Dignity and Respect
I am no expert about poverty and homelessness. While I want to write as the hero of this story, I am one of the worst of all sinners when it comes to relating to those populations. This is how this article came about.
My husband was always the one who “felt called” to work with the homeless. I’m ashamed to say that whenever we ran into someone living on the streets, he would dive in, and I would hang back. I was uncertain and uncomfortable, and I was willing to wait in a coffee shop or sit in the car if it meant staying within the boundaries of what felt safe to me.
While I so badly want to put on a front that I have treated everyone with dignity and respect, the truth is I have not. I have been a hypocrite to the core, and I have begged God for his forgiveness. I have asked for him to enter into the places where I haven’t been able to look people in the eye — people who are made in his image. I have asked for his grace for the times when I have pulled up to a street corner and felt awkward, so I chose to disengage, to put my sunglasses on and look away.
Yet here I am, in the most shocking, Jesus-induced twist of all: Working full-time at an urban homeless shelter for women and children.
What I am learning is simple: I am closer than I have ever been to some of the financially poorest people in the area that I live. I am also watching myself start to care more about the needs of the poorest people in the area I live, most likely because for the first time in my life I am standing right next to them.
I have been a Christian for eight wonderful years, and I have spent all of those years diving into scripture, craving my God, desiring to learn more about him and his commands. I have studied giving to the needy and caring for widows and orphans in the scriptures, feeling genuine twinges of love and concern for those groups as I read the true Word.
But here, in this new job, I am feeling more than just small droplets of concern: I am finding newfound waterfalls of love and compassion in my heart that I didn’t know existed. I actually am starting to care about the things that God has been telling me to care about all along.
Have this mind among yourselves, which is yours in Christ Jesus, who, though he was in the form of God, did not count equality with God a thing to be grasped, but emptied himself, by taking the form of a servant, being born in the likeness of men. And being found in human form, he humbled himself by becoming obedient to the point of death, even death on a cross. (Philippians 2:5-8)
The ultimate example of proximity comes from the Christ himself. Jesus humbly sacrificed sitting at the right hand of the Father to come down and join us, to be physically near to us. And before he went to the cross to guarantee that proximity eternally, he did ministry in our midst:
He heard our stories, listening patiently through the good and the bad, like he did with the woman at the well.
He cared about our wounds, healing those around him, those who came to him for sick and dying children, or years of bleeding.
He even felt our pain, weeping with Mary and the Jews who were saddened by the loss of Lazarus before he raised him.

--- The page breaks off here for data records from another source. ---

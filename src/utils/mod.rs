pub mod validators;

pub use validators::*;
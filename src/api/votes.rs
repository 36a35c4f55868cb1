use axum::{
    extract::{Path, State},
    routing::{get, post, put},
    Json, Router,
};
use chrono::Utc;
use uuid::Uuid;
use validator::Validate;

use crate::error::AppResult;
use crate::models::{
    Ballot, BallotSource, BallotSubmission, InvitationRequest, ManualBallotRequest,
    OverrideRepresentativeRequest, RenderedInvitation, Roster, Vote, VoteDraftRequest, VoteResult,
};
use crate::services::{
    lifecycle, render_invitations, set_override, tabulate, BallotBox, SnapshotService,
    VoteSnapshot,
};
use crate::state::AppState;

pub fn routes() -> Router<AppState> {
    Router::new()
        .route("/:id", get(get_vote).put(update_vote))
        .route("/:id/start", post(start_vote))
        .route("/:id/close", post(close_vote))
        .route("/:id/cancel", post(cancel_vote))
        .route(
            "/:id/representatives/:member_id",
            put(override_representative),
        )
        .route("/:id/ballots/manual", post(submit_manual_ballot))
        .route("/:id/results", get(get_results))
        .route("/:id/invitations", post(render_vote_invitations))
}

/// Detail hlasování
#[utoipa::path(
    get,
    path = "/api/v1/votes/{id}",
    tag = "votes",
    params(
        ("id" = Uuid, Path, description = "ID hlasování")
    ),
    responses(
        (status = 200, description = "Hlasování", body = Vote),
        (status = 404, description = "Hlasování nenalezeno")
    )
)]
pub async fn get_vote(State(state): State<AppState>, Path(id): Path<Uuid>) -> AppResult<Json<Vote>> {
    let vote = SnapshotService::load_vote(&state.pool, id).await?;
    Ok(Json(vote))
}

/// Upravit návrh hlasování
#[utoipa::path(
    put,
    path = "/api/v1/votes/{id}",
    tag = "votes",
    params(
        ("id" = Uuid, Path, description = "ID hlasování")
    ),
    request_body = VoteDraftRequest,
    responses(
        (status = 200, description = "Návrh upraven", body = Vote),
        (status = 400, description = "Hlasování už není návrh"),
        (status = 404, description = "Hlasování nenalezeno"),
        (status = 422, description = "Neplatný návrh")
    )
)]
pub async fn update_vote(
    State(state): State<AppState>,
    Path(id): Path<Uuid>,
    Json(payload): Json<VoteDraftRequest>,
) -> AppResult<Json<Vote>> {
    payload.validate()?;
    let mut vote = SnapshotService::load_vote(&state.pool, id).await?;

    lifecycle::update_draft(&mut vote, &payload, state.config.default_vote_days, Utc::now())?;
    SnapshotService::save_vote(&state.pool, &vote).await?;

    Ok(Json(vote))
}

/// Spustit hlasování a vygenerovat hlasovací odkazy
#[utoipa::path(
    post,
    path = "/api/v1/votes/{id}/start",
    tag = "votes",
    params(
        ("id" = Uuid, Path, description = "ID hlasování")
    ),
    responses(
        (status = 200, description = "Hlasování spuštěno", body = Vote),
        (status = 400, description = "Hlasování nelze spustit"),
        (status = 404, description = "Hlasování nenalezeno")
    )
)]
pub async fn start_vote(
    State(state): State<AppState>,
    Path(id): Path<Uuid>,
) -> AppResult<Json<Vote>> {
    let mut vote = SnapshotService::load_vote(&state.pool, id).await?;
    let members = SnapshotService::load_roster(&state.pool, vote.building_id).await?;

    lifecycle::start(&mut vote, &members, Utc::now(), lifecycle::generate_token)?;
    SnapshotService::save_vote(&state.pool, &vote).await?;

    Ok(Json(vote))
}

/// Ukončit hlasování
#[utoipa::path(
    post,
    path = "/api/v1/votes/{id}/close",
    tag = "votes",
    params(
        ("id" = Uuid, Path, description = "ID hlasování")
    ),
    responses(
        (status = 200, description = "Hlasování ukončeno", body = Vote),
        (status = 400, description = "Hlasování není aktivní"),
        (status = 404, description = "Hlasování nenalezeno")
    )
)]
pub async fn close_vote(
    State(state): State<AppState>,
    Path(id): Path<Uuid>,
) -> AppResult<Json<Vote>> {
    let mut vote = SnapshotService::load_vote(&state.pool, id).await?;

    lifecycle::close(&mut vote, Utc::now())?;
    SnapshotService::save_vote(&state.pool, &vote).await?;

    Ok(Json(vote))
}

/// Zrušit hlasování
#[utoipa::path(
    post,
    path = "/api/v1/votes/{id}/cancel",
    tag = "votes",
    params(
        ("id" = Uuid, Path, description = "ID hlasování")
    ),
    responses(
        (status = 200, description = "Hlasování zrušeno", body = Vote),
        (status = 400, description = "Hlasování už skončilo"),
        (status = 404, description = "Hlasování nenalezeno")
    )
)]
pub async fn cancel_vote(
    State(state): State<AppState>,
    Path(id): Path<Uuid>,
) -> AppResult<Json<Vote>> {
    let mut vote = SnapshotService::load_vote(&state.pool, id).await?;

    lifecycle::cancel(&mut vote, Utc::now())?;
    SnapshotService::save_vote(&state.pool, &vote).await?;

    Ok(Json(vote))
}

/// Změnit zastoupení člena pro toto hlasování
#[utoipa::path(
    put,
    path = "/api/v1/votes/{id}/representatives/{member_id}",
    tag = "votes",
    params(
        ("id" = Uuid, Path, description = "ID hlasování"),
        ("member_id" = Uuid, Path, description = "ID zastoupeného člena")
    ),
    request_body = OverrideRepresentativeRequest,
    responses(
        (status = 200, description = "Zastoupení uloženo", body = Vote),
        (status = 400, description = "Hlasování už nelze upravit"),
        (status = 404, description = "Hlasování nenalezeno"),
        (status = 422, description = "Neplatný zástupce")
    )
)]
pub async fn override_representative(
    State(state): State<AppState>,
    Path((id, member_id)): Path<(Uuid, Uuid)>,
    Json(payload): Json<OverrideRepresentativeRequest>,
) -> AppResult<Json<Vote>> {
    let mut vote = SnapshotService::load_vote(&state.pool, id).await?;
    let members = SnapshotService::load_roster(&state.pool, vote.building_id).await?;
    let roster = Roster::new(&members);

    set_override(&mut vote, member_id, payload.representative_id, &roster)?;
    vote.updated_at = Utc::now();
    SnapshotService::save_vote(&state.pool, &vote).await?;

    Ok(Json(vote))
}

/// Zapsat listinný hlasovací lístek
#[utoipa::path(
    post,
    path = "/api/v1/votes/{id}/ballots/manual",
    tag = "ballots",
    params(
        ("id" = Uuid, Path, description = "ID hlasování")
    ),
    request_body = ManualBallotRequest,
    responses(
        (status = 200, description = "Lístek přijat", body = Ballot),
        (status = 400, description = "Hlasování není aktivní"),
        (status = 409, description = "Člen už hlasoval"),
        (status = 422, description = "Neúplný nebo neplatný lístek")
    )
)]
pub async fn submit_manual_ballot(
    State(state): State<AppState>,
    Path(id): Path<Uuid>,
    Json(payload): Json<ManualBallotRequest>,
) -> AppResult<Json<Ballot>> {
    let VoteSnapshot {
        vote,
        members,
        ballots,
    } = SnapshotService::load_snapshot(&state.pool, id).await?;

    let submission = BallotSubmission {
        member_id: payload.member_id,
        cast_by: None,
        source: BallotSource::Manual,
        choices: payload.choices,
    };

    let mut ballot_box = BallotBox::with_ballots(&vote, &members, ballots);
    let ballot = ballot_box.submit(&submission, Utc::now())?.clone();
    SnapshotService::insert_ballot(&state.pool, &ballot).await?;

    Ok(Json(ballot))
}

/// Výsledky hlasování (průběžné, dokud hlasování běží)
#[utoipa::path(
    get,
    path = "/api/v1/votes/{id}/results",
    tag = "votes",
    params(
        ("id" = Uuid, Path, description = "ID hlasování")
    ),
    responses(
        (status = 200, description = "Výsledky", body = VoteResult),
        (status = 404, description = "Hlasování nenalezeno")
    )
)]
pub async fn get_results(
    State(state): State<AppState>,
    Path(id): Path<Uuid>,
) -> AppResult<Json<VoteResult>> {
    let snapshot = SnapshotService::load_snapshot(&state.pool, id).await?;
    let result = tabulate(&snapshot.vote, &snapshot.members, &snapshot.ballots);
    Ok(Json(result))
}

/// Připravit pozvánky k hlasování podle šablony
#[utoipa::path(
    post,
    path = "/api/v1/votes/{id}/invitations",
    tag = "templates",
    params(
        ("id" = Uuid, Path, description = "ID hlasování")
    ),
    request_body = InvitationRequest,
    responses(
        (status = 200, description = "Vykreslené pozvánky", body = Vec<RenderedInvitation>),
        (status = 404, description = "Hlasování nebo šablona nenalezena"),
        (status = 422, description = "Neznámý člen")
    )
)]
pub async fn render_vote_invitations(
    State(state): State<AppState>,
    Path(id): Path<Uuid>,
    Json(payload): Json<InvitationRequest>,
) -> AppResult<Json<Vec<RenderedInvitation>>> {
    let vote = SnapshotService::load_vote(&state.pool, id).await?;
    let template = SnapshotService::load_template(&state.pool, payload.template_id).await?;
    let building = SnapshotService::load_building(&state.pool, vote.building_id).await?;
    let variables = SnapshotService::load_variables(&state.pool).await?;
    let members = SnapshotService::load_roster(&state.pool, vote.building_id).await?;
    let roster = Roster::new(&members);

    let invitations = render_invitations(
        &template,
        &vote,
        Some(&building),
        &variables,
        &roster,
        &payload.member_ids,
        &state.config.public_origin,
    )?;

    tracing::info!(
        vote_id = %vote.id,
        count = invitations.len(),
        "Invitations rendered"
    );
    Ok(Json(invitations))
}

His example is plain before us, that we are made not just to pray for the poor, sick and broken people of the world, but to physically go to them in our own communities. We are supposed to stand next to them: to listen to the stories, to help heal the broken and to empathize.
My first day of work at the homeless shelter, I watched an elementary aged boy saying good-bye to his father so he could enter the building with his mother to have a place to sleep for the night. He wailed and kicked and screamed, not wanting to leave his dad, begging him to come inside, not understanding why his family couldn’t be together for the evening. The father teared up as well, looking distraught, caught between his desire to have his son by his side and the need for his child to have a warm bed.
Five minutes later, in the closet where nobody could see me, I wept for that little boy and his family. I cried because I saw the pain on his face, because I felt his distress when I held the door for him to enter the building. As I thought about his family being separated, I cared more about the homeless than I ever had from inside my car, and the amount that it mattered to me was overwhelming.
Jesus absolutely calls us to care for the poor, but for my entire existence, I have been taught to live my life almost completely separate from that group of people. I was taught to desire to live in a different part of the city, thereby attending different churches and shopping at different stores than the people who are on the lowest economic rung. I can live an entire life in a community without truly interacting with what is going on with the bottom 10% of the population, and it has been killing my compassion for them.
I’m learning that we cannot care about the people that Jesus wants us to care about when we live our lives separately from them. In order to listen, heal and empathize, we need to humble ourselves and go, physically putting ourselves in their worlds, just as Jesus did in ours.
If we want to love the poor, we must be near them.